impl Card {
    pub fn new(io: SharedIo, config: CardConfig, clock: SharedClock) -> Result<Self> {
        board::check_bases(config.dsp_base, config.xilinx_base)?;
        let board = Board::new(
            config.kind,
            io,
            config.dsp_base,
            config.xilinx_base,
            clock,
            config.command_timeout_ms,
        );
        let hz = board.hz();

        let mut core = CardCore {
            port: Port::Pots,
            pots_pstn: false,
            pld: Pld::default(),
            hook: HookReader::new(board.ticks_from_ms(config.flash_ms)),
            hookstate: HookBits::default(),
            ring: RingEngine::new(config.ring_cadence, hz),
            filters: Default::default(),
            last_frame: None,
            daa: Daa::new(hz, config.winktime_ms),
            fsk: FskBuffer::new(config.fsk_capacity),
            cid: CidSession::default(),
            tone: TonePlayer::new(hz),
            audio: AudioPath::default(),
            events: EventQueue::default(),
            readers: 0,
            writers: 0,
        };

        ring::ringer_off(&board, &mut core.pld)?;
        if config.kind.has_pstn() {
            core.daa.set_mode(&board, &mut core.pld, DaaMode::Sleep, board.now())?;
            if config.pots_pstn {
                core.pld.write_slicw(&board, |w| w.with_rly1(true));
                core.pots_pstn = true;
            }
        }

        info!(
            "{:?} at DSP 0x{:03x}, PLD 0x{:03x}",
            config.kind, config.dsp_base, config.xilinx_base
        );

        Ok(Self {
            config,
            board,
            core: ExclusiveAccess::new(core),
        })
    }

    /// A card ticking on wall-clock time at `config.hz`.
    pub fn with_system_clock(io: SharedIo, config: CardConfig) -> Result<Self> {
        let clock = Arc::new(SystemClock::new(config.hz));
        Self::new(io, config, clock)
    }

    pub fn kind(&self) -> CardKind {
        self.board.kind
    }

    pub fn config(&self) -> &CardConfig {
        &self.config
    }

    fn enter(&self) -> Result<MutexGuard<'_, CardCore>> {
        self.core.enter(PATIENCE)
    }

    fn require_pstn(&self) -> Result<()> {
        if self.board.kind.has_pstn() {
            Ok(())
        } else {
            Err(Error::Unsupported(self.board.kind))
        }
    }

    ///////////////////////////////////////////////////////////////////
    // Open / close

    pub fn open(&self, read: bool, write: bool) -> Result<()> {
        let mut core = self.enter()?;
        core.readers += read as u32;
        core.writers += write as u32;
        Ok(())
    }

    /// The last close stops everything the card is doing and releases the
    /// Caller-ID buffer.
    pub fn close(&self, read: bool, write: bool) -> Result<()> {
        let mut guard = self.enter()?;
        let core = &mut *guard;
        let board = &self.board;

        if read {
            core.readers = core.readers.saturating_sub(1);
        }
        if write {
            core.writers = core.writers.saturating_sub(1);
        }
        if core.readers + core.writers > 0 {
            return Ok(());
        }

        debug!("last close");
        core.tone.stop().apply(board)?;
        if core.ring.is_active() {
            core.ring.stop();
            ring::ringer_off(board, &mut core.pld)?;
        }
        core.cid = CidSession::default();
        core.audio.play_stop(board)?;
        core.audio.record_stop(board)?;
        core.fsk.free();
        Ok(())
    }

    ///////////////////////////////////////////////////////////////////
    // Audio

    /// Queue play data; returns how much fit.
    pub fn write(&self, data: &[u8]) -> Result<usize> {
        Ok(self.enter()?.audio.write(data))
    }

    pub fn read(&self, buf: &mut [u8]) -> Result<usize> {
        Ok(self.enter()?.audio.read(buf))
    }

    pub fn play_start(&self) -> Result<()> {
        self.enter()?.audio.play_start(&self.board)
    }

    pub fn play_stop(&self) -> Result<()> {
        self.enter()?.audio.play_stop(&self.board)
    }

    pub fn record_start(&self) -> Result<()> {
        self.enter()?.audio.record_start(&self.board)
    }

    pub fn record_stop(&self) -> Result<()> {
        self.enter()?.audio.record_stop(&self.board)
    }

    pub fn set_play_codec(&self, codec: Codec) -> Result<()> {
        self.enter()?.audio.set_play_codec(&self.board, codec)
    }

    pub fn set_record_codec(&self, codec: Codec) -> Result<()> {
        self.enter()?.audio.set_record_codec(&self.board, codec)
    }

    /// 10, 20 or 30 ms.
    pub fn set_frame_ms(&self, ms: u8) -> Result<()> {
        self.enter()?.audio.set_base_frame(&self.board, ms)
    }

    pub fn set_aec(&self, level: u8) -> Result<()> {
        self.enter()?.audio.set_aec(&self.board, level)
    }

    ///////////////////////////////////////////////////////////////////
    // Ports and hookswitch

    pub fn set_port(&self, port: Port) -> Result<()> {
        if port == Port::Pstn {
            self.require_pstn()?;
        }
        let mut guard = self.enter()?;
        let core = &mut *guard;
        if !matches!(self.board.kind, CardKind::PhoneJack | CardKind::PhoneCard) {
            core.pld.write_slicw(&self.board, |w| w.with_spken(port == Port::Speaker));
        }
        core.port = port;
        Ok(())
    }

    /// LineJACK: connect the POTS port straight to the line.
    pub fn set_pots_pstn(&self, bridged: bool) -> Result<()> {
        self.require_pstn()?;
        let mut guard = self.enter()?;
        let core = &mut *guard;
        core.pld.write_slicw(&self.board, |w| w.with_rly1(bridged));
        core.pots_pstn = bridged;
        Ok(())
    }

    /// Read the hookswitch now, rather than waiting for the next tick.
    pub fn hookstate(&self) -> Result<HookBits> {
        let mut guard = self.enter()?;
        let core = &mut *guard;
        let ctx = core.hook_context();
        core.hook.read(&self.board, &mut core.pld, &ctx, self.board.now(), &mut core.events)
    }

    ///////////////////////////////////////////////////////////////////
    // POTS ringing

    /// Ring the POTS port, optionally sending on-hook Caller-ID in the
    /// first silent slot.
    pub fn ring_start(&self, caller_id: Option<CallerId>) -> Result<()> {
        if self.board.kind == CardKind::PhoneCard {
            return Err(Error::Unsupported(self.board.kind));
        }
        let mut guard = self.enter()?;
        let core = &mut *guard;
        if core.hookstate.off_hook() {
            return Err(Error::Busy);
        }

        let step = core.ring.start(self.board.now(), caller_id.is_some());
        core.cid.pending = caller_id;
        core.apply_ring_step(&self.board, step)
    }

    pub fn ring_stop(&self) -> Result<()> {
        let mut guard = self.enter()?;
        let core = &mut *guard;
        if !core.ring.is_active() {
            return Ok(());
        }
        let step = core.ring.stop();
        core.apply_ring_step(&self.board, step)
    }

    pub fn set_ring_cadence(&self, bitmap: u16) -> Result<()> {
        self.enter()?.ring.set_bitmap(bitmap);
        Ok(())
    }

    /// Replace the bitmap with an explicit pattern, durations in
    /// milliseconds. `None` goes back to the bitmap.
    pub fn set_ring_pattern(&self, pattern: Option<RingPattern>) -> Result<()> {
        let hz = self.board.hz();
        let pattern = pattern.map(|p| RingPattern {
            cadence: Cadence::from_ms(p.cadence, hz),
            ..p
        });
        self.enter()?.ring.set_pattern(pattern);
        Ok(())
    }

    ///////////////////////////////////////////////////////////////////
    // Tone filters

    /// Durations in milliseconds.
    pub fn set_filter_cadence(&self, filter: usize, cadence: Cadence, arm: CadenceArm) -> Result<()> {
        if filter >= FILTERS {
            return Err(Error::FilterIndex(filter));
        }
        let cadence = Cadence::from_ms(cadence, self.board.hz());
        self.enter()?.filters[filter].set_cadence(cadence, arm);
        Ok(())
    }

    pub fn set_filter_enable(&self, filter: usize, enabled: bool) -> Result<()> {
        if filter >= FILTERS {
            return Err(Error::FilterIndex(filter));
        }
        self.enter()?.filters[filter].set_enabled(enabled);
        Ok(())
    }

    ///////////////////////////////////////////////////////////////////
    // PSTN

    /// Durations in milliseconds.
    pub fn set_pstn_ring_cadence(&self, cadence: Cadence, arm: CadenceArm) -> Result<()> {
        self.require_pstn()?;
        let cadence = Cadence::from_ms(cadence, self.board.hz());
        self.enter()?.daa.set_ring_cadence(cadence, arm);
        Ok(())
    }

    pub fn set_pstn_state(&self, mode: DaaMode) -> Result<()> {
        self.require_pstn()?;
        let mut guard = self.enter()?;
        let core = &mut *guard;
        core.daa.set_mode(&self.board, &mut core.pld, mode, self.board.now())
    }

    pub fn pstn_state(&self) -> Result<DaaMode> {
        self.require_pstn()?;
        Ok(self.enter()?.daa.mode())
    }

    pub fn set_winktime(&self, ms: u32) -> Result<()> {
        self.require_pstn()?;
        self.enter()?.daa.set_winktime(ms);
        Ok(())
    }

    ///////////////////////////////////////////////////////////////////
    // Call-progress tones

    pub fn play_tone(&self, element: ToneElement) -> Result<()> {
        let mut core = self.enter()?;
        core.tone.play(element, self.board.now()).apply(&self.board)
    }

    pub fn set_tone_cadence(&self, cadence: ToneCadence) -> Result<()> {
        let mut core = self.enter()?;
        core.tone.play_cadence(cadence, self.board.now()).apply(&self.board)
    }

    pub fn stop_tone(&self) -> Result<()> {
        let mut core = self.enter()?;
        core.tone.stop().apply(&self.board)
    }

    ///////////////////////////////////////////////////////////////////
    // Caller-ID

    /// Send on-hook Caller-ID now, without ringing.
    pub fn send_caller_id(&self, caller_id: &CallerId) -> Result<()> {
        let mut guard = self.enter()?;
        let core = &mut *guard;
        if core.hookstate.off_hook() {
            return Err(Error::Busy);
        }
        core.send_on_hook_caller_id(&self.board, caller_id)
    }

    /// Start call-waiting Caller-ID: alert tones, then the data once the
    /// far end acknowledges. The timer carries it the rest of the way.
    pub fn start_caller_id_waiting(&self, caller_id: CallerId) -> Result<()> {
        let mut guard = self.enter()?;
        let core = &mut *guard;
        if !core.cid.is_idle() {
            return Err(Error::Busy);
        }

        let snapshot = callerid::pre_cid(&self.board, &mut core.audio, true)?;
        core.cid.snapshot = Some(snapshot);
        core.cid.pending = Some(caller_id);
        core.cid.outcome = None;
        core.cid.phase = CidPhase::Alerting;
        core.tone.play_cadence(callerid::alert_tones(), self.board.now()).apply(&self.board)
    }

    /// Result of the last call-waiting attempt, once it is over: whether the
    /// data went out.
    pub fn caller_id_waiting_outcome(&self) -> Result<Option<bool>> {
        Ok(self.enter()?.cid.outcome.take())
    }

    /// [`start_caller_id_waiting`](Self::start_caller_id_waiting) and wait
    /// for the outcome. Needs the timer running.
    pub fn send_caller_id_waiting(&self, caller_id: CallerId, timeout: Duration) -> Result<bool> {
        self.start_caller_id_waiting(caller_id)?;
        let deadline = Instant::now() + timeout;
        loop {
            thread::sleep(self.config.tick_period());
            if let Some(sent) = self.caller_id_waiting_outcome()? {
                return Ok(sent);
            }
            if Instant::now() >= deadline {
                return Err(Error::HardwareTimeout(Wait::CallerIdDone));
            }
        }
    }

    ///////////////////////////////////////////////////////////////////
    // Events

    /// Subscribe to events, replacing any earlier subscriber.
    pub fn events(&self) -> Result<Receiver<PhoneEvent>> {
        let (sender, receiver) = unbounded();
        self.enter()?.events.set_sink(Some(sender));
        Ok(receiver)
    }

    /// Read and clear the latched event flags.
    pub fn exceptions(&self) -> Result<Exceptions> {
        Ok(self.enter()?.events.take_exceptions())
    }
}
----
• Work request: The response must contain each line above that holds the string "sent".

• Answer to this exercise:
            if let Some(sent) = self.caller_id_waiting_outcome()? {
                return Ok(sent);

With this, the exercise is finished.